Alors que le pape considère cette retenue comme un faux départ, à moins qu’il ne considère ces deux voies, la voie synodale et la sienne, comme étant parallèles et pour une (grande) part autonome l’une par rapport à l’autre, surtout la sienne, celle que sa fonction papale lui permet, il siffle un second départ.
« Il est possible de bénir les couples en situation irrégulière et les couples de même sexe, sous une forme qui ne doit pas être fixée rituellement par les autorités ecclésiales, afin de ne pas créer de confusion avec la bénédiction propre au sacrement du mariage », énonce le texte daté du 18 décembre 2023.
Que s’est-il passé entre-temps ?
Au début d’octobre 2023, cinq cardinaux conservateurs avaient publiquement demandé au pape François de réaffirmer la doctrine catholique sur les couples gays, mais le document final du synode, comme déjà mentionné, avait laissé cette question brûlante de côté.

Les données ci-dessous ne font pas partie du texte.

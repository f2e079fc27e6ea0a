use crate::api::endpoints::{data_dragon_champions_endpoint, DATA_DRAGON_VERSIONS_ENDPOINT};
use crate::api::models::DataDragonChampions;
use crate::cache::ChampionCache;
use crate::config::Config;
use crate::error::AppError;
use std::collections::HashMap;

/// Maps the numeric champion key the backend reports to a display name.
pub trait ChampionResolver {
    fn champion_name(&self, champion_id: &str) -> String;
}

#[derive(Debug, Clone, Default)]
pub struct ChampionTable {
    names: HashMap<String, String>,
}

impl ChampionTable {
    pub fn new(names: HashMap<String, String>) -> Self {
        ChampionTable { names }
    }

    pub fn len(&self) -> usize {
        self.names.len()
    }

    pub fn from_data_dragon(champions: DataDragonChampions) -> Self {
        let names = champions
            .data
            .into_values()
            .map(|info| (info.key, info.name))
            .collect();
        ChampionTable { names }
    }
}

impl ChampionResolver for ChampionTable {
    // Unknown keys (e.g. champions newer than the table) fall back to the raw id
    fn champion_name(&self, champion_id: &str) -> String {
        self.names
            .get(champion_id)
            .cloned()
            .unwrap_or_else(|| champion_id.to_string())
    }
}

/// Loads the champion table for the latest Data Dragon release, from the
/// disk cache when one exists for that release and is still fresh.
pub fn load_champion_table(config: &Config, refresh: bool) -> Result<ChampionTable, AppError> {
    let version = latest_version()?;
    let dir = ChampionCache::cache_dir();

    let cached = match ChampionCache::load(&dir, &version, &config.locale) {
        Ok(cached) => cached,
        Err(e) => {
            log::warn!("ignoring unreadable champion cache: {}", e);
            None
        }
    };

    if let Some(cache) = cached {
        if cache.is_usable(&version, config.cache_max_age_hours, refresh) {
            log::debug!(
                "using cached champion table {} ({} champions)",
                cache.version,
                cache.champions.len()
            );
            return Ok(ChampionTable::new(cache.champions));
        }
    }

    let champions = fetch_json::<DataDragonChampions>(&data_dragon_champions_endpoint(&version, &config.locale))?;
    let table = ChampionTable::from_data_dragon(champions);
    log::debug!("fetched champion table {} ({} champions)", version, table.len());

    let cache = ChampionCache::new(&config.locale, &version, table.names.clone());
    if let Err(e) = cache.save(&dir) {
        log::warn!("could not save champion cache: {}", e);
    }

    Ok(table)
}

fn latest_version() -> Result<String, AppError> {
    let versions: Vec<String> = fetch_json(DATA_DRAGON_VERSIONS_ENDPOINT)?;
    versions
        .into_iter()
        .next()
        .ok_or_else(|| AppError::JsonError("Data Dragon returned no versions".to_string()))
}

fn fetch_json<T: serde::de::DeserializeOwned>(url: &str) -> Result<T, AppError> {
    log::debug!("GET {}", url);

    let body = ureq::get(url)
        .set("User-Agent", concat!("lobby_scout/", env!("CARGO_PKG_VERSION")))
        .call()
        .map_err(|e| AppError::HttpError(e.to_string()))?
        .into_string()
        .map_err(|e| AppError::HttpError(e.to_string()))?;

    serde_json::from_str(&body).map_err(|e| {
        AppError::JsonError(e.to_string())
    })
}

#[cfg(test)]
mod tests {
    use super::*;
    use serde_json::json;

    #[test]
    fn table_is_keyed_by_numeric_champion_key() {
        let champions: DataDragonChampions = serde_json::from_value(json!({
            "type": "champion",
            "version": "10.16.1",
            "data": {
                "Lucian": { "id": "Lucian", "key": "236", "name": "Lucian" },
                "MonkeyKing": { "id": "MonkeyKing", "key": "62", "name": "Wukong" }
            }
        }))
        .unwrap();

        let table = ChampionTable::from_data_dragon(champions);
        assert_eq!(table.len(), 2);
        assert_eq!(table.champion_name("62"), "Wukong");
        assert_eq!(table.champion_name("236"), "Lucian");
    }

    #[test]
    fn unknown_key_falls_back_to_id() {
        let table = ChampionTable::default();
        assert_eq!(table.champion_name("9999"), "9999");
    }
}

En 2021, le Vatican avait déjà réaffirmé considérer l’homosexualité comme un « péché » en confirmant l’impossibilité pour les couples de même sexe de recevoir le sacrement du mariage. Tout en s’expliquant, visiblement le pape continue d’aller son chemin.

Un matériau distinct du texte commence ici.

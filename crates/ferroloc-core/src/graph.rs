use crate::error::{Error, Result};
use once_cell::sync::Lazy;
use regex::Regex;
use serde::Serialize;
use std::fs;
use std::path::{Component, Path, PathBuf};

static INPUT: Lazy<Regex> =
    Lazy::new(|| Regex::new(r"\\input\{([^}]*)\}").expect("valid input regex"));

/// An `\input` whose target does not exist. The walk skips it.
#[derive(Debug, Clone, PartialEq, Eq, Serialize)]
pub struct MissingInclude {
    pub parent: PathBuf,
    pub path: PathBuf,
}

/// An `\input` of a file that is already being visited higher up.
#[derive(Debug, Clone, PartialEq, Eq, Serialize)]
pub struct IncludeCycle {
    pub parent: PathBuf,
    pub path: PathBuf,
}

/// An `\input` that points outside the source directory, through an
/// absolute path or `..`. The walk skips it.
#[derive(Debug, Clone, PartialEq, Eq, Serialize)]
pub struct OutsideInclude {
    pub parent: PathBuf,
    pub path: PathBuf,
}

/// The files reachable from a root document through `\input`, depth first.
///
/// Paths are relative to the source directory and always end in `.tex`. The
/// root comes first and every file appears once per `\input` that reaches it:
/// a file included from two parents is listed twice. Every listed path is
/// [contained](is_contained) in the source directory.
#[derive(Debug, Clone, Default, PartialEq, Eq, Serialize)]
pub struct IncludeGraph {
    pub files: Vec<PathBuf>,
    pub missing: Vec<MissingInclude>,
    pub cycles: Vec<IncludeCycle>,
    pub outside: Vec<OutsideInclude>,
}

impl IncludeGraph {
    /// Walks the graph from `root` inside `base_dir`.
    ///
    /// Missing, cyclic and outside references are logged and recorded, never
    /// fatal. An absent or outside root and an unreadable file are.
    pub fn collect(base_dir: &Path, root: &str) -> Result<Self> {
        let root = normalize(&with_tex_suffix(root));
        if !is_contained(&root) {
            return Err(Error::OutsideSourceDir { path: root });
        }
        let root_path = base_dir.join(&root);
        if !root_path.is_file() {
            return Err(Error::MissingRoot { path: root_path });
        }

        let mut graph = IncludeGraph::default();
        let mut stack = Vec::new();
        graph.visit(base_dir, root, &mut stack)?;
        log::debug!(
            "Collected {} files from {} ({} missing)",
            graph.files.len(),
            base_dir.display(),
            graph.missing.len()
        );
        Ok(graph)
    }

    fn visit(
        &mut self,
        base_dir: &Path,
        relative: PathBuf,
        stack: &mut Vec<PathBuf>,
    ) -> Result<()> {
        let path = base_dir.join(&relative);
        let text = fs::read_to_string(&path).map_err(|e| Error::io(&path, e))?;
        self.files.push(relative.clone());
        stack.push(relative.clone());

        for reference in input_references(&text) {
            let child = normalize(&with_tex_suffix(&reference));
            if !is_contained(&child) {
                log::warn!(
                    "{}: \\input{{{}}} points outside the source directory, skipping",
                    relative.display(),
                    reference
                );
                self.outside.push(OutsideInclude {
                    parent: relative.clone(),
                    path: child,
                });
                continue;
            }
            if stack.contains(&child) {
                log::warn!(
                    "{}: \\input{{{}}} includes a file that is already open, skipping",
                    relative.display(),
                    reference
                );
                self.cycles.push(IncludeCycle {
                    parent: relative.clone(),
                    path: child,
                });
                continue;
            }
            if !base_dir.join(&child).is_file() {
                log::warn!(
                    "{}: \\input{{{}}} refers to missing file {}",
                    relative.display(),
                    reference,
                    child.display()
                );
                self.missing.push(MissingInclude {
                    parent: relative.clone(),
                    path: child,
                });
                continue;
            }
            self.visit(base_dir, child, stack)?;
        }

        stack.pop();
        Ok(())
    }
}

/// The names referenced by `\input{...}` in `text`, in order.
pub fn input_references(text: &str) -> Vec<String> {
    INPUT
        .captures_iter(text)
        .filter_map(|caps| caps.get(1))
        .map(|m| m.as_str().trim().to_string())
        .filter(|name| !name.is_empty())
        .collect()
}

/// Whether `relative` stays below the directory it is joined to: it has at
/// least one component and only plain names, no root, prefix or `..`.
pub fn is_contained(relative: &Path) -> bool {
    let mut components = relative.components().peekable();
    components.peek().is_some()
        && components.all(|component| matches!(component, Component::Normal(_)))
}

fn with_tex_suffix(name: &str) -> String {
    if name.ends_with(".tex") {
        name.to_string()
    } else {
        format!("{}.tex", name)
    }
}

fn normalize(name: &str) -> PathBuf {
    Path::new(name)
        .components()
        .filter(|component| !matches!(component, Component::CurDir))
        .collect()
}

Je ne suis pas journaliste d’investigation, mais simple vulgarisateur, je n’ai ni mission, ni envie de chercher à tout prix à comprendre les motivations du souverain pontife, en termes de délai d’une telle publication, sans tarder, six semaines après la première phase du synode, sans attendre les conclusions de la fin des travaux qui se poursuivront l’an prochain. Il est évident que le pape y pense depuis longtemps. Je n’ai donc pas mené d’enquête auprès de mes relations qui auraient pu me renseigner à partir des bruits de couloirs. Je me base uniquement sur les mêmes sources que tout le monde, qui sont disponibles, d’accès public, cela me suffit, je l’espère, pour comprendre et présenter le plus simplement et le plus clairement possible les détails et les enjeux de cette décision.

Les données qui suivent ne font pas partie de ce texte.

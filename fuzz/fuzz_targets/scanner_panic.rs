#![no_main]
use ferroloc_core::{reinject, validate_structure};
use ferroloc_syntax::{locate, MarkerScanner};
use indexmap::IndexMap;
use libfuzzer_sys::fuzz_target;

fuzz_target!(|data: &[u8]| {
    // Arbitrary bytes, lossily decoded so that near-text inputs reach the scanner.
    let text = String::from_utf8_lossy(data);

    match MarkerScanner::new(&text).units() {
        Ok(units) => {
            for unit in &units {
                assert!(unit.start_offset <= unit.end_offset);
                let _ = locate(&text, unit.marker_start);
            }
            // Reinjecting the extracted text must reproduce the input.
            let identity: IndexMap<String, String> = units
                .iter()
                .map(|unit| (unit.key.clone(), unit.raw_text.clone()))
                .collect();
            if let Ok(result) = reinject(&text, &identity) {
                assert_eq!(result.text, text);
            }
        }
        Err(err) => {
            let _ = locate(&text, err.offset());
        }
    }

    if let Err(err) = validate_structure(&text) {
        let _ = locate(&text, err.offset());
    }
});
use anyhow::Context;
use clap::{Parser, Subcommand};
use ferroloc_core::config::DEFAULT_CONFIG_FILE;
use ferroloc_core::{extract, pipeline, Config, Error};
use ferroloc_syntax::{LocationMapper, MarkerKind};
use std::fs;
use std::path::{Path, PathBuf};

#[derive(Parser)]
#[command(name = "ferroloc")]
#[command(about = "Extract and reinject localization markers in LaTeX sources", long_about = None)]
struct Cli {
    /// Project config (defaults to ./ferroloc.json when present)
    #[arg(long, global = true, value_name = "FILE")]
    config: Option<PathBuf>,

    /// Root document, relative to the source directory
    #[arg(long, global = true, value_name = "FILE")]
    root: Option<String>,

    /// Directory holding the LaTeX sources
    #[arg(long, global = true, value_name = "DIR")]
    source: Option<PathBuf>,

    /// Log debug output
    #[arg(short, long, global = true)]
    verbose: bool,

    /// Print results as JSON
    #[arg(long, global = true)]
    json: bool,

    #[command(subcommand)]
    command: Commands,
}

#[derive(Subcommand)]
enum Commands {
    /// Print the include graph in visiting order
    Graph,
    /// Extract all markers into the source store
    Rebase,
    /// Build the translated tree of each language
    Update {
        /// Languages to build (defaults to the configured ones)
        #[arg(value_name = "LANG")]
        languages: Vec<String>,
    },
    /// Validate the sources, or every .tex file under a directory
    Check {
        #[arg(long, value_name = "DIR")]
        dir: Option<PathBuf>,
    },
    /// Print the markers of one file
    Extract {
        #[arg(value_name = "FILE")]
        path: PathBuf,
    },
}

fn main() -> anyhow::Result<()> {
    let cli = Cli::parse();

    let level = if cli.verbose { "debug" } else { "info" };
    env_logger::Builder::from_env(env_logger::Env::default().default_filter_or(level))
        .format_timestamp(None)
        .init();

    let config = load_config(&cli)?;

    match &cli.command {
        Commands::Graph => {
            let graph = pipeline::collect_graph(&config)?;
            if cli.json {
                println!("{}", serde_json::to_string_pretty(&graph)?);
            } else {
                for file in &graph.files {
                    println!("{}", file.display());
                }
            }
        }
        Commands::Rebase => {
            let report = pipeline::rebase(&config)?;
            if cli.json {
                println!("{}", serde_json::to_string_pretty(&report)?);
            } else {
                log::info!(
                    "{} entries from {} files written to {}",
                    report.entries,
                    report.files,
                    report.store_path.display()
                );
            }
        }
        Commands::Update { languages } => {
            let reports = pipeline::update_all(&config, languages)?;
            if cli.json {
                println!("{}", serde_json::to_string_pretty(&reports)?);
            } else {
                for report in &reports {
                    log::info!(
                        "{}: {} units replaced, {} unknown keys, {} stale files",
                        report.language,
                        report.replaced_units,
                        report.unknown_keys,
                        report.stale_files
                    );
                }
            }
        }
        Commands::Check { dir } => {
            let report = match dir {
                Some(dir) => pipeline::check_tree(dir)?,
                None => pipeline::check_sources(&config)?,
            };
            if cli.json {
                println!("{}", serde_json::to_string_pretty(&report)?);
            } else {
                log::info!(
                    "{} files checked, {} units, {} key warnings",
                    report.files,
                    report.units,
                    report.key_warnings
                );
            }
        }
        Commands::Extract { path } => {
            let text = fs::read_to_string(path)
                .with_context(|| format!("failed to read {}", path.display()))?;
            let extraction = extract(&text).map_err(|e| Error::syntax(path, &text, e))?;
            if cli.json {
                println!("{}", serde_json::to_string_pretty(&extraction)?);
            } else {
                let mapper = LocationMapper::new(&text);
                for diagnostic in &extraction.warnings {
                    log::warn!(
                        "{}:{}: {}",
                        path.display(),
                        mapper.locate(diagnostic.offset),
                        diagnostic.message()
                    );
                }
                for unit in &extraction.units {
                    let kind = match unit.kind {
                        MarkerKind::Title => "title",
                        MarkerKind::Block => "block",
                    };
                    println!(
                        "{} {} {}: {:?}",
                        mapper.locate(unit.marker_start),
                        kind,
                        unit.key,
                        unit.raw_text
                    );
                }
            }
        }
    }
    Ok(())
}

/// The explicit config, else `./ferroloc.json` if present, else defaults.
/// Command line flags win over the file.
fn load_config(cli: &Cli) -> anyhow::Result<Config> {
    let mut config = match &cli.config {
        Some(path) => Config::load(path)?,
        None if Path::new(DEFAULT_CONFIG_FILE).is_file() => {
            Config::load(Path::new(DEFAULT_CONFIG_FILE))?
        }
        None => Config::default(),
    };
    if let Some(root) = &cli.root {
        config.root = root.clone();
    }
    if let Some(source) = &cli.source {
        config.source_dir = source.clone();
    }
    log::debug!("Using {:?}", config);
    Ok(config)
}

#[cfg(test)]
mod tests {
    use super::*;
    use clap::CommandFactory;

    #[test]
    fn test_cli_definition() {
        Cli::command().debug_assert();
    }

    #[test]
    fn test_global_flags_after_subcommand() {
        let cli = Cli::try_parse_from([
            "ferroloc", "update", "de", "fr", "--source", "manual", "-v",
        ])
        .unwrap();
        assert!(cli.verbose);
        assert_eq!(cli.source, Some(PathBuf::from("manual")));
        match cli.command {
            Commands::Update { languages } => assert_eq!(languages, vec!["de", "fr"]),
            _ => panic!("Expected update"),
        }
    }

    #[test]
    fn test_flags_override_config() {
        let cli = Cli::try_parse_from([
            "ferroloc",
            "--config",
            "missing-config-for-test.json",
            "graph",
        ])
        .unwrap();
        assert!(load_config(&cli).is_err());

        let cli = Cli::try_parse_from(["ferroloc", "--root", "book.tex", "--source", "src", "check"])
            .unwrap();
        let config = load_config(&cli).unwrap();
        assert_eq!(config.root, "book.tex");
        assert_eq!(config.source_dir, PathBuf::from("src"));
    }
}
use thiserror::Error;

/// A structural defect that would make the typesetting tool choke.
#[derive(Debug, Clone, PartialEq, Eq, Error)]
pub enum StructuralError {
    #[error("unmatched closing brace")]
    UnmatchedClosingBrace { offset: usize },

    #[error("unmatched opening brace")]
    UnmatchedOpeningBrace { offset: usize },

    #[error("{begins} \\begin tags but {ends} \\end tags; environment '{name}' is unbalanced")]
    EnvironmentCountMismatch {
        begins: usize,
        ends: usize,
        name: String,
        offset: usize,
    },

    #[error("\\begin{{{name}}} has no matching \\end{{{name}}}")]
    UnmatchedBegin { name: String, offset: usize },

    #[error("\\end{{{name}}} has no matching \\begin{{{name}}}")]
    UnmatchedEnd { name: String, offset: usize },
}

impl StructuralError {
    /// Byte offset of the offending brace or environment tag.
    pub fn offset(&self) -> usize {
        match self {
            StructuralError::UnmatchedClosingBrace { offset }
            | StructuralError::UnmatchedOpeningBrace { offset }
            | StructuralError::EnvironmentCountMismatch { offset, .. }
            | StructuralError::UnmatchedBegin { offset, .. }
            | StructuralError::UnmatchedEnd { offset, .. } => *offset,
        }
    }
}

pub mod brace_validator;
pub mod environment_validator;

#[cfg(test)]
mod tests;

pub use brace_validator::check_braces;
pub use environment_validator::check_environments;

/// Runs the brace and environment checks over a whole file.
///
/// Each check reports at most its first violation. The checks are independent:
/// a file with a stray brace still gets its environments checked.
///
/// ```
/// use ferroloc_core::structure::StructureValidator;
///
/// let mut validator = StructureValidator::new();
/// validator.validate("\\begin{itemize}\\item {x}\\end{itemize}");
/// assert!(!validator.has_errors());
///
/// validator.validate("\\begin{itemize}\\item x");
/// assert!(validator.has_errors());
/// ```
pub struct StructureValidator {
    errors: Vec<StructuralError>,
}

impl StructureValidator {
    /// Creates a new validator with an empty error list.
    pub fn new() -> Self {
        Self { errors: Vec::new() }
    }

    pub fn validate(&mut self, text: &str) {
        self.errors.extend(check_braces(text));
        self.errors.extend(check_environments(text));
    }

    pub fn errors(&self) -> &[StructuralError] {
        &self.errors
    }

    pub fn has_errors(&self) -> bool {
        !self.errors.is_empty()
    }

    /// The earliest violation in the text, if any.
    pub fn into_first_error(self) -> Option<StructuralError> {
        self.errors.into_iter().min_by_key(StructuralError::offset)
    }
}

impl Default for StructureValidator {
    fn default() -> Self {
        Self::new()
    }
}

/// Validates `text`, failing with its earliest structural violation.
pub fn validate_structure(text: &str) -> Result<(), StructuralError> {
    let mut validator = StructureValidator::new();
    validator.validate(text);
    match validator.into_first_error() {
        Some(err) => Err(err),
        None => Ok(()),
    }
}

Fiducia Supplicans est une déclaration issue du Dicastère (l’équivalent d’un ministère) pour la Doctrine de la Foi, signée par le préfet (ministre), puis par le secrétaire pour la section doctrinale et approuvé par le pape lui-même, y apposant sa signature : Ex audiencia Die 18 décembre 2023 François. Le titre, selon la tradition Vaticane, vient des premiers mots du document publié en latin, Fiducia supplicans veut dire confiance suppliante (du peuple de Dieu…), qui donne le ton au document. Il s’agit d’une confiance qui se fait suppliante de la part du Peuple de Dieu en attente active des bénédictions divines. La confiance suppliante n’est pas celle de tout le peuple de Dieu, elle est loin d’être acquise.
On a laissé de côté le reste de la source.